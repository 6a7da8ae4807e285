//! Best-effort VN30 price scraper.
//!
//! Reads every table row of an HTML page and treats the first cell as a ticker
//! and the second as its price. Rows whose price does not parse are dropped.
//! Layout changes on the target site silently reduce what is extracted
//! instead of failing, and an empty extraction is reported as
//! [`FetchError::Empty`] so the caller falls back to sample data.

use async_trait::async_trait;
use scraper::{Html, Selector};
use std::time::Duration;
use tracing::{debug, instrument};

use crate::core::config::ScraperConfig;
use crate::core::{EquityFetcher, FetchError, PriceSnapshot};
use crate::providers::util::{get_text, http_client};

pub struct Vn30Scraper {
    timeout: Duration,
    user_agent: String,
}

impl Vn30Scraper {
    pub fn new(config: &ScraperConfig) -> Self {
        Vn30Scraper {
            timeout: Duration::from_secs(config.timeout_secs),
            user_agent: config.user_agent.clone(),
        }
    }
}

/// Keeps only digits and `.`, so `,` thousands separators and currency
/// suffixes vanish. `,` is never read as a decimal mark.
pub fn normalize_price(raw: &str) -> Option<f64> {
    let cleaned: String = raw
        .chars()
        .filter(|c| c.is_ascii_digit() || *c == '.')
        .collect();
    cleaned.parse::<f64>().ok()
}

/// Extracts `ticker -> price` from all table rows with at least two cells.
pub fn parse_snapshot(html: &str) -> Result<PriceSnapshot, FetchError> {
    let document = Html::parse_document(html);
    let row_selector =
        Selector::parse("tr").map_err(|e| FetchError::Malformed(format!("Bad selector: {e}")))?;
    let cell_selector = Selector::parse("td, th")
        .map_err(|e| FetchError::Malformed(format!("Bad selector: {e}")))?;

    let mut snapshot = PriceSnapshot::new();
    let mut skipped = 0usize;
    for row in document.select(&row_selector) {
        let cells: Vec<String> = row
            .select(&cell_selector)
            .map(|cell| cell.text().collect::<String>())
            .collect();
        if cells.len() < 2 {
            continue;
        }
        match normalize_price(&cells[1]) {
            Some(price) => {
                snapshot.insert(cells[0].trim().to_string(), price);
            }
            None => skipped += 1,
        }
    }

    debug!(parsed = snapshot.len(), skipped, "Parsed VN30 table rows");
    Ok(snapshot)
}

#[async_trait]
impl EquityFetcher for Vn30Scraper {
    #[instrument(name = "Vn30Scrape", skip(self, page_url), fields(url = %page_url))]
    async fn fetch(&self, page_url: &str) -> Result<PriceSnapshot, FetchError> {
        let client = http_client(self.timeout, &self.user_agent)?;
        let html = get_text(&client, page_url).await?;

        let snapshot = parse_snapshot(&html)?;
        if snapshot.is_empty() {
            return Err(FetchError::Empty(format!(
                "No price rows parsed from {page_url}"
            )));
        }
        Ok(snapshot)
    }
}

#[cfg(test)]
mod tests {
    use super::*;
    use crate::core::config::DEFAULT_USER_AGENT;
    use wiremock::matchers::{header, method, path};
    use wiremock::{Mock, MockServer, ResponseTemplate};

    const VN30_PAGE: &str = r#"
        <html><body>
          <table>
            <tr><th>Ma CK</th><th>Gia</th></tr>
            <tr><td> VCB </td><td>45.2</td></tr>
            <tr><td>bad</td><td>xyz</td></tr>
            <tr><td>VNM</td><td>78,900</td></tr>
            <tr><td>lonely</td></tr>
          </table>
        </body></html>"#;

    fn scraper_with_timeout(timeout_secs: u64) -> Vn30Scraper {
        Vn30Scraper::new(&ScraperConfig {
            timeout_secs,
            user_agent: DEFAULT_USER_AGENT.to_string(),
        })
    }

    #[test]
    fn test_normalize_price() {
        assert_eq!(normalize_price("1,234.5"), Some(1234.5));
        assert_eq!(normalize_price("78,900"), Some(78900.0));
        assert_eq!(normalize_price(" 45.2 VND"), Some(45.2));
        assert_eq!(normalize_price("abc"), None);
        assert_eq!(normalize_price(""), None);
        assert_eq!(normalize_price("1.2.3"), None);
    }

    #[test]
    fn test_parse_snapshot_skips_unparsable_rows() {
        let snapshot = parse_snapshot(VN30_PAGE).unwrap();
        assert_eq!(snapshot.len(), 2);
        assert_eq!(snapshot.get("VCB"), Some(&45.2));
        assert_eq!(snapshot.get("VNM"), Some(&78900.0));
        assert!(!snapshot.contains_key("bad"));
    }

    #[test]
    fn test_parse_snapshot_later_duplicates_win() {
        let html = "<table><tr><td>FPT</td><td>1</td></tr><tr><td>FPT</td><td>2</td></tr></table>";
        let snapshot = parse_snapshot(html).unwrap();
        assert_eq!(snapshot.get("FPT"), Some(&2.0));
    }

    #[test]
    fn test_parse_snapshot_without_tables() {
        let snapshot = parse_snapshot("<html><body><p>maintenance</p></body></html>").unwrap();
        assert!(snapshot.is_empty());
    }

    #[tokio::test]
    async fn test_fetch_sends_browser_user_agent() {
        let mock_server = MockServer::start().await;
        Mock::given(method("GET"))
            .and(path("/vn30"))
            .and(header("user-agent", DEFAULT_USER_AGENT))
            .respond_with(ResponseTemplate::new(200).set_body_string(VN30_PAGE))
            .mount(&mock_server)
            .await;

        let scraper = scraper_with_timeout(5);
        let snapshot = scraper
            .fetch(&format!("{}/vn30", mock_server.uri()))
            .await
            .unwrap();
        assert_eq!(
            snapshot,
            PriceSnapshot::from([("VCB".to_string(), 45.2), ("VNM".to_string(), 78900.0)])
        );
    }

    #[tokio::test]
    async fn test_fetch_with_no_rows_is_empty() {
        let mock_server = MockServer::start().await;
        Mock::given(method("GET"))
            .and(path("/vn30"))
            .respond_with(ResponseTemplate::new(200).set_body_string("<html></html>"))
            .mount(&mock_server)
            .await;

        let scraper = scraper_with_timeout(5);
        let result = scraper.fetch(&format!("{}/vn30", mock_server.uri())).await;
        assert!(matches!(result, Err(FetchError::Empty(_))));
    }

    #[tokio::test]
    async fn test_fetch_server_error_is_network() {
        let mock_server = MockServer::start().await;
        Mock::given(method("GET"))
            .and(path("/vn30"))
            .respond_with(ResponseTemplate::new(403))
            .mount(&mock_server)
            .await;

        let scraper = scraper_with_timeout(5);
        let result = scraper.fetch(&format!("{}/vn30", mock_server.uri())).await;
        assert!(matches!(result, Err(FetchError::Network(_))));
    }
}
================
What this task involves → Exactly as written above, copy every line.

Result of this exercise →
repository 6a7da8ae4807e285
//! Best-effort VN30 price scraper.
//!
//! Reads every table row of an HTML page and treats the first cell as a ticker
//! and the second as its price. Rows whose price does not parse are dropped.
//! Layout changes on the target site silently reduce what is extracted
//! instead of failing, and an empty extraction is reported as
//! [`FetchError::Empty`] so the caller falls back to sample data.

use async_trait::async_trait;
use scraper::{Html, Selector};
use std::time::Duration;
use tracing::{debug, instrument};

use crate::core::config::ScraperConfig;
use crate::core::{EquityFetcher, FetchError, PriceSnapshot};
use crate::providers::util::{get_text, http_client};

pub struct Vn30Scraper {
    timeout: Duration,
    user_agent: String,
}

impl Vn30Scraper {
    pub fn new(config: &ScraperConfig) -> Self {
        Vn30Scraper {
            timeout: Duration::from_secs(config.timeout_secs),
            user_agent: config.user_agent.clone(),
        }
    }
}

/// Keeps only digits and `.`, so `,` thousands separators and currency
/// suffixes vanish. `,` is never read as a decimal mark.
pub fn normalize_price(raw: &str) -> Option<f64> {
    let cleaned: String = raw
        .chars()
        .filter(|c| c.is_ascii_digit() || *c == '.')
        .collect();
    cleaned.parse::<f64>().ok()
}

/// Extracts `ticker -> price` from all table rows with at least two cells.
pub fn parse_snapshot(html: &str) -> Result<PriceSnapshot, FetchError> {
    let document = Html::parse_document(html);
    let row_selector =
        Selector::parse("tr").map_err(|e| FetchError::Malformed(format!("Bad selector: {e}")))?;
    let cell_selector = Selector::parse("td, th")
        .map_err(|e| FetchError::Malformed(format!("Bad selector: {e}")))?;

    let mut snapshot = PriceSnapshot::new();
    let mut skipped = 0usize;
    for row in document.select(&row_selector) {
        let cells: Vec<String> = row
            .select(&cell_selector)
            .map(|cell| cell.text().collect::<String>())
            .collect();
        if cells.len() < 2 {
            continue;
        }
        match normalize_price(&cells[1]) {
            Some(price) => {
                snapshot.insert(cells[0].trim().to_string(), price);
            }
            None => skipped += 1,
        }
    }

    debug!(parsed = snapshot.len(), skipped, "Parsed VN30 table rows");
    Ok(snapshot)
}

#[async_trait]
impl EquityFetcher for Vn30Scraper {
    #[instrument(name = "Vn30Scrape", skip(self, page_url), fields(url = %page_url))]
    async fn fetch(&self, page_url: &str) -> Result<PriceSnapshot, FetchError> {
        let client = http_client(self.timeout, &self.user_agent)?;
        let html = get_text(&client, page_url).await?;

        let snapshot = parse_snapshot(&html)?;
        if snapshot.is_empty() {
            return Err(FetchError::Empty(format!(
                "No price rows parsed from {page_url}"
            )));
        }
        Ok(snapshot)
    }
}

#[cfg(test)]
mod tests {
    use super::*;
    use crate::core::config::DEFAULT_USER_AGENT;
    use wiremock::matchers::{header, method, path};
    use wiremock::{Mock, MockServer, ResponseTemplate};

    const VN30_PAGE: &str = r#"
        <html><body>
          <table>
            <tr><th>Ma CK</th><th>Gia</th></tr>
            <tr><td> VCB </td><td>45.2</td></tr>
            <tr><td>bad</td><td>xyz</td></tr>
            <tr><td>VNM</td><td>78,900</td></tr>
            <tr><td>lonely</td></tr>
          </table>
        </body></html>"#;

    fn scraper_with_timeout(timeout_secs: u64) -> Vn30Scraper {
        Vn30Scraper::new(&ScraperConfig {
            timeout_secs,
            user_agent: DEFAULT_USER_AGENT.to_string(),
        })
    }

    #[test]
    fn test_normalize_price() {
        assert_eq!(normalize_price("1,234.5"), Some(1234.5));
        assert_eq!(normalize_price("78,900"), Some(78900.0));
        assert_eq!(normalize_price(" 45.2 VND"), Some(45.2));
        assert_eq!(normalize_price("abc"), None);
        assert_eq!(normalize_price(""), None);
        assert_eq!(normalize_price("1.2.3"), None);
    }

    #[test]
    fn test_parse_snapshot_skips_unparsable_rows() {
        let snapshot = parse_snapshot(VN30_PAGE).unwrap();
        assert_eq!(snapshot.len(), 2);
        assert_eq!(snapshot.get("VCB"), Some(&45.2));
        assert_eq!(snapshot.get("VNM"), Some(&78900.0));
        assert!(!snapshot.contains_key("bad"));
    }

    #[test]
    fn test_parse_snapshot_later_duplicates_win() {
        let html = "<table><tr><td>FPT</td><td>1</td></tr><tr><td>FPT</td><td>2</td></tr></table>";
        let snapshot = parse_snapshot(html).unwrap();
        assert_eq!(snapshot.get("FPT"), Some(&2.0));
    }

    #[test]
    fn test_parse_snapshot_without_tables() {
        let snapshot = parse_snapshot("<html><body><p>maintenance</p></body></html>").unwrap();
        assert!(snapshot.is_empty());
    }

    #[tokio::test]
    async fn test_fetch_sends_browser_user_agent() {
        let mock_server = MockServer::start().await;
        Mock::given(method("GET"))
            .and(path("/vn30"))
            .and(header("user-agent", DEFAULT_USER_AGENT))
            .respond_with(ResponseTemplate::new(200).set_body_string(VN30_PAGE))
            .mount(&mock_server)
            .await;

        let scraper = scraper_with_timeout(5);
        let snapshot = scraper
            .fetch(&format!("{}/vn30", mock_server.uri()))
            .await
            .unwrap();
        assert_eq!(
            snapshot,
            PriceSnapshot::from([("VCB".to_string(), 45.2), ("VNM".to_string(), 78900.0)])
        );
    }

    #[tokio::test]
    async fn test_fetch_with_no_rows_is_empty() {
        let mock_server = MockServer::start().await;
        Mock::given(method("GET"))
            .and(path("/vn30"))
            .respond_with(ResponseTemplate::new(200).set_body_string("<html></html>"))
            .mount(&mock_server)
            .await;

        let scraper = scraper_with_timeout(5);
        let result = scraper.fetch(&format!("{}/vn30", mock_server.uri())).await;
        assert!(matches!(result, Err(FetchError::Empty(_))));
    }

    #[tokio::test]
    async fn test_fetch_server_error_is_network() {
        let mock_server = MockServer::start().await;
        Mock::given(method("GET"))
            .and(path("/vn30"))
            .respond_with(ResponseTemplate::new(403))
            .mount(&mock_server)
            .await;

        let scraper = scraper_with_timeout(5);
        let result = scraper.fetch(&format!("{}/vn30", mock_server.uri())).await;
        assert!(matches!(result, Err(FetchError::Network(_))));
    }
}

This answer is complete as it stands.